TŠK Topolovac
- Full name: Topolovački športski klub
- Founded: 1932
- Ground: Park Grofova, Topolovac
- Capacity: 1,500
- League: First League of Sisačko-Moslavačka County
| Home colours | Away colours |

= NK TŠK Topolovac =

Croatian football club

NK TŠK Topolovac is a Croatian association football club based in the village of Topolovac near the city of Sisak. They are currently members of the First Sisak-Moslavina County League, a 6th level division, and play their home matches at the Park Grofova stadium which has a capacity of 1,500.
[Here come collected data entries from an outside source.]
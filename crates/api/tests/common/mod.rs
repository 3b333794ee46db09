#![allow(dead_code)]

use std::collections::{HashMap, HashSet};
use std::sync::{Arc, Mutex};

use async_trait::async_trait;
use axum::body::Body;
use axum::http::{HeaderValue, Method, Request};
use axum::response::Response;
use axum::Router;
use http_body_util::BodyExt;
use tower::ServiceExt;

use cloudpulse_api::config::ServerConfig;
use cloudpulse_api::router::build_app_router;
use cloudpulse_api::state::AppState;
use cloudpulse_cloud::{
    AlertPublisher, CloudError, MetricFetcher, MetricsBackend, NotificationChannel,
    StatisticsRequest,
};
use cloudpulse_core::catalog::ResourceDimensions;
use cloudpulse_core::metric::{Datapoint, MetricDescriptor, MetricQuery};
use cloudpulse_core::types::Timestamp;

pub const INSTANCE_ID: &str = "i-0123456789abcdef0";

/// A base time on a whole minute so serialized timestamps are predictable.
pub const BASE_SECS: i64 = 1_700_000_040;

// ---------------------------------------------------------------------------
// Fakes
// ---------------------------------------------------------------------------

/// In-memory metrics backend keyed by metric name.
#[derive(Default)]
pub struct FakeBackend {
    series: HashMap<String, Vec<Datapoint>>,
    failing: HashSet<String>,
    listing: Vec<MetricDescriptor>,
    listing_fails: bool,
    queries: Mutex<Vec<MetricQuery>>,
}

impl FakeBackend {
    pub fn new() -> Self {
        Self::default()
    }

    pub fn with_series(mut self, metric_name: &str, datapoints: Vec<Datapoint>) -> Self {
        self.series.insert(metric_name.to_string(), datapoints);
        self
    }

    /// Make every statistics query for `metric_name` fail.
    pub fn failing(mut self, metric_name: &str) -> Self {
        self.failing.insert(metric_name.to_string());
        self
    }

    pub fn with_listing(mut self, descriptors: Vec<MetricDescriptor>) -> Self {
        self.listing = descriptors;
        self
    }

    pub fn listing_fails(mut self) -> Self {
        self.listing_fails = true;
        self
    }

    /// Every query received so far, in arrival order.
    pub fn queries(&self) -> Vec<MetricQuery> {
        self.queries.lock().unwrap().clone()
    }

    /// The single query received for `metric_name`.
    pub fn query_for(&self, metric_name: &str) -> MetricQuery {
        let matching: Vec<_> = self
            .queries()
            .into_iter()
            .filter(|q| q.metric_name == metric_name)
            .collect();
        assert_eq!(matching.len(), 1, "expected one query for {metric_name}");
        matching.into_iter().next().unwrap()
    }
}

#[async_trait]
impl MetricsBackend for FakeBackend {
    async fn get_statistics(
        &self,
        request: StatisticsRequest<'_>,
    ) -> Result<Vec<Datapoint>, CloudError> {
        let query = request.query;
        self.queries.lock().unwrap().push(query.clone());

        if self.failing.contains(&query.metric_name) {
            return Err(CloudError::Backend {
                operation: "GetMetricStatistics",
                message: "Throttling: Rate exceeded".into(),
            });
        }
        Ok(self
            .series
            .get(&query.metric_name)
            .cloned()
            .unwrap_or_default())
    }

    async fn list_metrics(
        &self,
        _namespace: &str,
        _metric_name: &str,
    ) -> Result<Vec<MetricDescriptor>, CloudError> {
        if self.listing_fails {
            return Err(CloudError::Backend {
                operation: "ListMetrics",
                message: "AccessDenied".into(),
            });
        }
        Ok(self.listing.clone())
    }
}

/// Notification channel that records every publish.
#[derive(Default)]
pub struct RecordingChannel {
    pub fail: bool,
    sent: Mutex<Vec<(String, String)>>,
}

impl RecordingChannel {
    pub fn failing() -> Self {
        Self {
            fail: true,
            ..Default::default()
        }
    }

    pub fn sent(&self) -> Vec<(String, String)> {
        self.sent.lock().unwrap().clone()
    }
}

#[async_trait]
impl NotificationChannel for RecordingChannel {
    async fn publish(&self, subject: &str, message: &str) -> Result<Option<String>, CloudError> {
        self.sent
            .lock()
            .unwrap()
            .push((subject.to_string(), message.to_string()));
        if self.fail {
            return Err(CloudError::Publish("AuthorizationError".into()));
        }
        Ok(Some("00000000-0000-0000-0000-000000000001".into()))
    }
}

// ---------------------------------------------------------------------------
// Datapoint helpers
// ---------------------------------------------------------------------------

pub fn at(offset_secs: i64) -> Timestamp {
    chrono::DateTime::from_timestamp(BASE_SECS + offset_secs, 0).unwrap()
}

pub fn avg(offset_secs: i64, value: f64) -> Datapoint {
    Datapoint {
        timestamp: Some(at(offset_secs)),
        average: Some(value),
        ..Default::default()
    }
}

pub fn sum(offset_secs: i64, value: f64) -> Datapoint {
    Datapoint {
        timestamp: Some(at(offset_secs)),
        sum: Some(value),
        ..Default::default()
    }
}

/// RFC 3339 form of [`at`] as it appears in response bodies.
pub fn time_json(offset_secs: i64) -> String {
    serde_json::to_value(at(offset_secs))
        .unwrap()
        .as_str()
        .unwrap()
        .to_string()
}

// ---------------------------------------------------------------------------
// App construction
// ---------------------------------------------------------------------------

/// Build a test `ServerConfig` with safe defaults.
pub fn test_config() -> ServerConfig {
    ServerConfig {
        host: "127.0.0.1".to_string(),
        port: 0,
        cors_origins: vec![HeaderValue::from_static("http://localhost:3000")],
        request_timeout_secs: 30,
        aws_region: "us-east-1".to_string(),
        sns_topic_arn: "arn:aws:sns:us-east-1:123456789012:ec2-alerts".to_string(),
        resource: ResourceDimensions::for_instance(INSTANCE_ID),
    }
}

/// Build the full application router over the given fakes.
///
/// Uses the same builder as `main.rs`, so tests exercise the production
/// middleware stack.
pub fn build_test_app(backend: Arc<FakeBackend>, channel: Arc<RecordingChannel>) -> Router {
    build_app_router(AppState {
        config: Arc::new(test_config()),
        fetcher: MetricFetcher::new(backend),
        publisher: AlertPublisher::new(channel),
    })
}

/// Shorthand for an app whose channel is never expected to be used.
pub fn app_with_backend(backend: FakeBackend) -> (Router, Arc<FakeBackend>) {
    let backend = Arc::new(backend);
    let app = build_test_app(backend.clone(), Arc::new(RecordingChannel::default()));
    (app, backend)
}

// ---------------------------------------------------------------------------
// Request helpers
// ---------------------------------------------------------------------------

pub async fn get(app: Router, uri: &str) -> Response {
    let request = Request::builder()
        .method(Method::GET)
        .uri(uri)
        .body(Body::empty())
        .unwrap();
    app.oneshot(request).await.unwrap()
}

pub async fn post_json(app: Router, uri: &str, body: serde_json::Value) -> Response {
    post_raw(app, uri, &body.to_string()).await
}

pub async fn post_raw(app: Router, uri: &str, body: &str) -> Response {
    let request = Request::builder()
        .method(Method::POST)
        .uri(uri)
        .header("content-type", "application/json")
        .body(Body::from(body.to_string()))
        .unwrap();
    app.oneshot(request).await.unwrap()
}

pub async fn body_json(response: Response) -> serde_json::Value {
    let bytes = response.into_body().collect().await.unwrap().to_bytes();
    serde_json::from_slice(&bytes).unwrap()
}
Founded in 1932, the club spent its entire existence in relative obscurity playing in various county leagues. Their only success to date was qualifying for 2001–02 Prva HNL (Croatian top level) after finishing fifth in the 2000–01 Druga HNL. In what proved to be their only top level season they hosted home matches at the Sisak City Stadium (normally used by HNK Segesta) as their own ground in Topolovac was unfit for first league football.
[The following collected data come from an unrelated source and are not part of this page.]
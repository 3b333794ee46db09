pub mod alert;
pub mod health;
pub mod metrics;

use axum::Router;

use crate::state::AppState;

/// Build the API route tree (everything except `/health`).
///
/// ```text
/// /metrics/cpu                      CPU utilization
/// /metrics/memory                   memory % used
/// /metrics/disk                     root filesystem % used
/// /metrics/disk/root                root filesystem % used
/// /metrics/disk/all                 % used, instance dimension only
/// /metrics/disk/debug               known disk series for the instance
/// /metrics/diskio                   disk read/write bytes
/// /metrics/network                  network in/out (MB)
/// /metrics/statsd/requests          request count
/// /metrics/statsd/latency           average latency
/// /metrics/statsd/errors            error count
/// /metrics/statsd/memory            application memory
/// /metrics/dashboard                cpu, memory, disk, diskio, network at once
///
/// /alert                            send manual notification (POST)
/// ```
pub fn api_routes() -> Router<AppState> {
    Router::new()
        .merge(metrics::router())
        .merge(alert::router())
}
TŠK struggled to compete at that level throughout the season and eventually finished bottom of the 16-team league winning only 14 points in 30 matches and with a −64 goal difference. At the end of season they were relegated to the second level and then immediately slipped further down to Treća HNL in 2002–03 after narrowly escaping bankruptcy.

They also appeared in the Croatian Cup five times between 1998 and 2002. Their best cup result was reaching the quarter-finals in the 2001–02 season where they were knocked out by NK Osijek 5–0 on aggregate.